# Will my second property be taxed as income?



## ccm (Feb 13, 2015)

Hey folks! Stumbled upon this forum when looking for some answers and decided to sign up. Lots to learn which I'm excited for 

Now onto the question.. 

So my wife and I have our house fully paid off and are thinking of purchasing a second property. Now, this second property will be a tear down which we are looking to tear down and build on. Now the purpose of this build would be to turn the home into an executive rental home but we're pondering with the idea of selling the place once it's done if there are profits to be made. Now, from my understanding there would be capital gains on the place which I am fine paying but what I would like to avoid is having the gains taxed as income. Is this too risky with the CRA? Are we better off renting the place for a bit prior to selling? Or maybe not even bothering with the idea?

Further to this would the build be a tax right off as far as the CRA is concerned? Thanks in advance!


----------



## Just a Guy (Mar 27, 2012)

First off, you should only be taxed when you make money...so if you rent the place, you'll be taxed on the rental income, if you sell the place you'll be taxed on the profits.

Until you make real money, not paper profits, you are not usually subject to taxes, you are deferring them.

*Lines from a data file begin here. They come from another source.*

//! Core types shared across the polar construction pipeline
//!
//! Bits are carried as `u8` values restricted to `0` and `1`, matching the
//! dense parity-check and generator matrices produced by [`crate::gf2`].
//! Log-likelihood ratios follow the usual convention: positive means the
//! bit is more likely `0`.

use crate::config::ConfigError;

/// A single code bit (`0` or `1`).
pub type Bit = u8;

/// A codeword or information word.
pub type BitVec = Vec<Bit>;

/// A log-likelihood ratio, `ln(P(y|0) / P(y|1))`.
pub type Llr = f64;

/// Result type for polar code operations
pub type PolarResult<T> = Result<T, PolarError>;

/// Errors that can occur while constructing or reducing polar codes
#[derive(Debug, Clone, thiserror::Error)]
pub enum PolarError {
    #[error("Invalid argument: {0}")]
    InvalidArgument(String),

    #[error(
        "Inconsistent frozen set: variable {lower} is frozen while its butterfly partner {upper} is not"
    )]
    InconsistentFrozenSet { lower: String, upper: String },

    #[error("Factor graph has not been sparsified")]
    NotSparsified,

    #[error(transparent)]
    Config(#[from] ConfigError),
}

impl PolarError {
    pub(crate) fn invalid(msg: impl Into<String>) -> Self {
        PolarError::InvalidArgument(msg.into())
    }
}

#[cfg(test)]
mod tests {
    use super::*;

    #[test]
    fn test_error_display() {
        let err = PolarError::invalid("mu must be even, got 3");
        assert_eq!(err.to_string(), "Invalid argument: mu must be even, got 3");

        let err = PolarError::InconsistentFrozenSet {
            lower: "u1".to_string(),
            upper: "u0".to_string(),
        };
        assert!(err.to_string().contains("u1"));
        assert!(err.to_string().contains("u0"));
    }

    #[test]
    fn test_config_error_conversion() {
        let err: PolarError = ConfigError::ValidationError("mu must be even".into()).into();
        assert!(matches!(err, PolarError::Config(_)));
        assert!(err.to_string().contains("mu must be even"));
    }
}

As for how the money will be taxed, there it can get a little complicated depending on how you do it. Usually it should be taxed as capital gains, but there are a few times when CRA can say it should be taxed differently...but that usually depends on the number of properties you own, how long you own, if you do it like a business, etc. these cases are fairly rare though, so I don't remember the exact details.


----------



## newuser (Sep 16, 2014)

ccm said:


> Further to this would the build be a tax right off as far as the CRA is concerned? Thanks in advance!


Renovations prior to closing the deal would be claimed as a one time cost of acquisition or according to the Capital Cost Allowance (CCA) schedule depending on the type of expense. Both will affect the capital gain when you sell in the future. CCA lowers the net rental income you report in the tax year, but be careful because it can cause your capital gain to be higher when you sell in the future.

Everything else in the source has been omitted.